3. Generators

First lets understand iterators. According to Wikipedia, an iterator is an object that enables a programmer to traverse a container, particularly lists. However, an iterator performs traversal and gives access to data elements in a container, but does not perform iteration. You might be confused so lets take it a bit slow. There are three parts namely:

  • Iterable
  • Iterator
  • Iteration

All of these parts are linked to each other. We will discuss them one by one and later talk about generators.

3.1. Iterable

An iterable is any object in Python which has an __iter__ or a __getitem__ method defined which returns an iterator or can take indexes (You can read more about them here). In short an iterable is any object which can provide us with an iterator. So what is an iterator?

3.2. Iterator

An iterator is any object in Python which has a next (Python2) or __next__ method defined. That’s it. That’s an iterator. Now let’s understand iteration.

3.3. Iteration

In simple words it is the process of taking an item from something e.g a list. When we use a loop to loop over something it is called iteration. It is the name given to the process itself. Now as we have a basic understanding of these terms let’s understand generators.

3.4. Generators

Generators are iterators, but you can only iterate over them once. It’s because they do not store all the values in memory, they generate the values on the fly. You use them by iterating over them, either with a ‘for’ loop or by passing them to any function or construct that iterates. Most of the time generators are implemented as functions. However, they do not return a value, they yield it. Here is a simple example of a generator function:

def generator_function():
    for i in range(10):
        yield i

for item in generator_function():
    print(item)

# Output: 0
# 1
# 2
# 3
# 4
# 5
# 6
# 7
# 8
# 9

It is not really useful in this case. Generators are best for calculating large sets of results (particularly calculations involving loops themselves) where you don’t want to allocate the memory for all results at the same time. Many Standard Library functions that return lists in Python 2 have been modified to return generators in Python 3 because generators require fewer resources.

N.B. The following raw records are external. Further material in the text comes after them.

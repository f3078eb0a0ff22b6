//! Item tokenization — split a raw argument string into items.
//!
//! Items are whitespace-separated; double or single quotes group a
//! multi-word item. `milk "dark chocolate"` → `["milk", "dark chocolate"]`.
//! An unterminated quote consumes the rest of the input.

/// Split `raw` into item tokens, honoring quoted substrings.
pub fn tokenize_items(raw: &str) -> Vec<String> {
    let mut items = Vec::new();
    let mut current = String::new();
    let mut quote: Option<char> = None;

    for c in raw.chars() {
        match quote {
            Some(q) => {
                if c == q {
                    quote = None;
                } else {
                    current.push(c);
                }
            }
            None => match c {
                '"' | '\'' => quote = Some(c),
                c if c.is_whitespace() => {
                    if !current.is_empty() {
                        items.push(std::mem::take(&mut current));
                    }
                }
                c => current.push(c),
            },
        }
    }
    if !current.is_empty() {
        items.push(current);
    }

    items
}

#[cfg(test)]
mod tests {
    use super::*;

    #[test]
    fn test_simple_split() {
        assert_eq!(tokenize_items("milk eggs bread"), vec!["milk", "eggs", "bread"]);
    }

    #[test]
    fn test_double_quoted() {
        assert_eq!(
            tokenize_items("milk \"dark chocolate\""),
            vec!["milk", "dark chocolate"]
        );
    }

    #[test]
    fn test_single_quoted() {
        assert_eq!(
            tokenize_items("'olive oil' salt"),
            vec!["olive oil", "salt"]
        );
    }

    #[test]
    fn test_quote_inside_other_quote_kind() {
        assert_eq!(tokenize_items("\"it's here\""), vec!["it's here"]);
    }

    #[test]
    fn test_unterminated_quote_consumes_rest() {
        assert_eq!(tokenize_items("\"dark chocolate"), vec!["dark chocolate"]);
    }

    #[test]
    fn test_empty_and_whitespace() {
        assert!(tokenize_items("").is_empty());
        assert!(tokenize_items("   ").is_empty());
    }

    #[test]
    fn test_adjacent_quotes_join() {
        // Quotes glue to surrounding word characters, shell-style.
        assert_eq!(tokenize_items("pre\"mid\"post"), vec!["premidpost"]);
    }

    #[test]
    fn test_empty_quotes_produce_nothing() {
        assert!(tokenize_items("\"\" ''").is_empty());
    }

    #[test]
    fn test_duplicates_preserved() {
        assert_eq!(tokenize_items("milk milk"), vec!["milk", "milk"]);
    }
}
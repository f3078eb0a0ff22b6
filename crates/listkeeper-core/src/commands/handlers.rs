//! Command handlers — pure transformations of (scope's lists, arguments).
//!
//! Handlers never touch storage: the engine loads under the scope lock,
//! calls the handler from the registry table, and persists when `dirty`.
//! Errors bubble as `ListError` and become user-visible replies.

use std::collections::HashMap;

use super::args::tokenize_items;
use super::render;
use crate::error::ListError;
use crate::resolver::resolve;
use crate::ScopeLists;

/// Named arguments of one invocation, flattened to strings.
pub type Args = HashMap<String, String>;

/// What a handler produced.
#[derive(Debug)]
pub struct Outcome {
    /// Reply text for the user.
    pub reply: String,
    /// Whether the mutated mapping must be persisted.
    pub dirty: bool,
    /// Set by `delete`: the list name awaiting confirmation.
    pub pending_delete: Option<String>,
}

impl Outcome {
    fn reply(text: impl Into<String>) -> Self {
        Outcome {
            reply: text.into(),
            dirty: false,
            pending_delete: None,
        }
    }

    fn mutated(text: impl Into<String>) -> Self {
        Outcome {
            reply: text.into(),
            dirty: true,
            pending_delete: None,
        }
    }
}

fn required<'a>(args: &'a Args, key: &str, what: &str) -> Result<&'a str, ListError> {
    match args.get(key).map(|s| s.trim()).filter(|s| !s.is_empty()) {
        Some(v) => Ok(v),
        None => Err(ListError::InvalidArgument(format!("please give {}", what))),
    }
}

fn optional<'a>(args: &'a Args, key: &str) -> Option<&'a str> {
    args.get(key).map(|s| s.trim()).filter(|s| !s.is_empty())
}

/// `/create name [items]` — make a new list, optionally pre-filled.
pub fn create(lists: &mut ScopeLists, args: &Args) -> Result<Outcome, ListError> {
    let name = required(args, "name", "a name for the new list")?;
    if lists.contains_key(name) {
        return Err(ListError::AlreadyExists(name.to_string()));
    }

    let items = tokenize_items(args.get("items").map(|s| s.as_str()).unwrap_or(""));
    lists.insert(name.to_string(), items);
    Ok(Outcome::mutated(render::render_list(name, &lists[name])))
}

/// `/add items [list]` — append items to a list.
pub fn add(lists: &mut ScopeLists, args: &Args) -> Result<Outcome, ListError> {
    let raw = required(args, "items", "at least one item to add")?;
    let items = tokenize_items(raw);
    if items.is_empty() {
        return Err(ListError::InvalidArgument(
            "please give at least one item to add".into(),
        ));
    }

    let name = resolve(lists, optional(args, "list"))?.to_string();
    lists
        .get_mut(&name)
        .map(|existing| existing.extend(items))
        .ok_or_else(|| ListError::NotFound(name.clone()))?;
    Ok(Outcome::mutated(render::render_list(&name, &lists[&name])))
}

/// `/remove items [list]` — remove the first occurrence of each item.
///
/// Items not present are silently ignored; the record is persisted even if
/// nothing was actually removed.
pub fn remove(lists: &mut ScopeLists, args: &Args) -> Result<Outcome, ListError> {
    let raw = required(args, "items", "at least one item to remove")?;
    let items = tokenize_items(raw);
    if items.is_empty() {
        return Err(ListError::InvalidArgument(
            "please give at least one item to remove".into(),
        ));
    }

    let name = resolve(lists, optional(args, "list"))?.to_string();
    let entries = lists
        .get_mut(&name)
        .ok_or_else(|| ListError::NotFound(name.clone()))?;
    for item in &items {
        if let Some(pos) = entries.iter().position(|e| e == item) {
            entries.remove(pos);
        }
    }
    Ok(Outcome::mutated(render::render_list(&name, &lists[&name])))
}

/// `/delete name` — arm the confirmation step; the engine commits it.
pub fn delete(lists: &mut ScopeLists, args: &Args) -> Result<Outcome, ListError> {
    let name = required(args, "name", "the name of the list to delete")?;
    if !lists.contains_key(name) {
        return Err(ListError::NotFound(name.to_string()));
    }

    Ok(Outcome {
        reply: format!(
            "About to delete list \"{}\". Reply `confirm` here to proceed — anything else (or waiting) cancels.",
            name
        ),
        dirty: false,
        pending_delete: Some(name.to_string()),
    })
}

/// `/view [list]` — show one list; no mutation.
pub fn view(lists: &mut ScopeLists, args: &Args) -> Result<Outcome, ListError> {
    let name = resolve(lists, optional(args, "list"))?;
    Ok(Outcome::reply(render::render_list(name, &lists[name])))
}

/// `/lists` — just the list names.
pub fn list_names(lists: &mut ScopeLists, _args: &Args) -> Result<Outcome, ListError> {
    if lists.is_empty() {
        return Ok(Outcome::reply("No lists in this channel yet — try /create."));
    }
    Ok(Outcome::reply(render::render_names(lists)))
}

/// `/show` — every list with its items.
pub fn show_all(lists: &mut ScopeLists, _args: &Args) -> Result<Outcome, ListError> {
    if lists.is_empty() {
        return Ok(Outcome::reply("No lists in this channel yet — try /create."));
    }
    Ok(Outcome::reply(render::render_all(lists)))
}

/// `/help` — static usage text.
pub fn help(_lists: &mut ScopeLists, _args: &Args) -> Result<Outcome, ListError> {
    Ok(Outcome::reply(HELP_TEXT))
}

/// Usage text for `/help`.
pub const HELP_TEXT: &str = "\
**Listkeeper** — keeper of the lists
/create `name` `[items]` — make a new list, optionally pre-filled
/add `items` `[list]` — add items (quote multi-word items: \"dark chocolate\")
/remove `items` `[list]` — remove items (first match only)
/delete `name` — delete a list after confirmation
/view `[list]` — show one list
/lists — show list names
/show — show every list with its items
/rm and /ls are short for /remove and /lists.
When `[list]` is omitted and this channel has exactly one list, it is used \
automatically.";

Here is an example generator which calculates fibonacci numbers:

# generator version
def fibon(n):
    a = b = 1
    for i in range(n):
        yield a
        a, b = b, a + b

Now we can use it like this:

for x in fibon(1000000):
    print(x)

This way we would not have to worry about it using a lot of resources. However, if we would have implemented it like this:

def fibon(n):
    a = b = 1
    result = []
    for i in range(n):
        result.append(a)
        a, b = b, a + b
    return result

It would have used up all our resources while calculating a large input. We have discussed that we can iterate over generators only once but we haven’t tested it. Before testing it you need to know about one more built-in function of Python, next(). It allows us to access the next element of a sequence. So let’s test out our understanding:

def generator_function():
    for i in range(3):
        yield i

gen = generator_function()
print(next(gen))
# Output: 0
print(next(gen))
# Output: 1
print(next(gen))
# Output: 2
print(next(gen))
# Output: Traceback (most recent call last):
#            File "<stdin>", line 1, in <module>
#         StopIteration

As we can see that after yielding all the values next() caused a StopIteration error. Basically this error informs us that all the values have been yielded. You might be wondering why we don’t get this error when using a for loop? Well the answer is simple. The for loop automatically catches this error and stops calling next. Did you know that a few built-in data types in Python also support iteration? Let’s check it out:

my_string = "Yasoob"
next(my_string)
# Output: Traceback (most recent call last):
#      File "<stdin>", line 1, in <module>
#    TypeError: str object is not an iterator

Well that’s not what we expected. The error says that str is not an iterator. Well it’s right! It’s an iterable but not an iterator. This means that it supports iteration but we can’t iterate over it directly. So how would we iterate over it? It’s time to learn about one more built-in function, iter. It returns an iterator object from an iterable. While an int isn’t an iterable, we can use it on string!

int_var = 1779
iter(int_var)
# Output: Traceback (most recent call last):
#   File "<stdin>", line 1, in <module>
# TypeError: 'int' object is not iterable
# This is because int is not iterable

my_string = "Yasoob"
my_iter = iter(my_string)
print(next(my_iter))
# Output: 'Y'

Now that is much better. I am sure that you loved learning about generators. Do bear it in mind that you can fully grasp this concept only when you use it. Make sure that you follow this pattern and use generators whenever they make sense to you. You won’t be disappointed!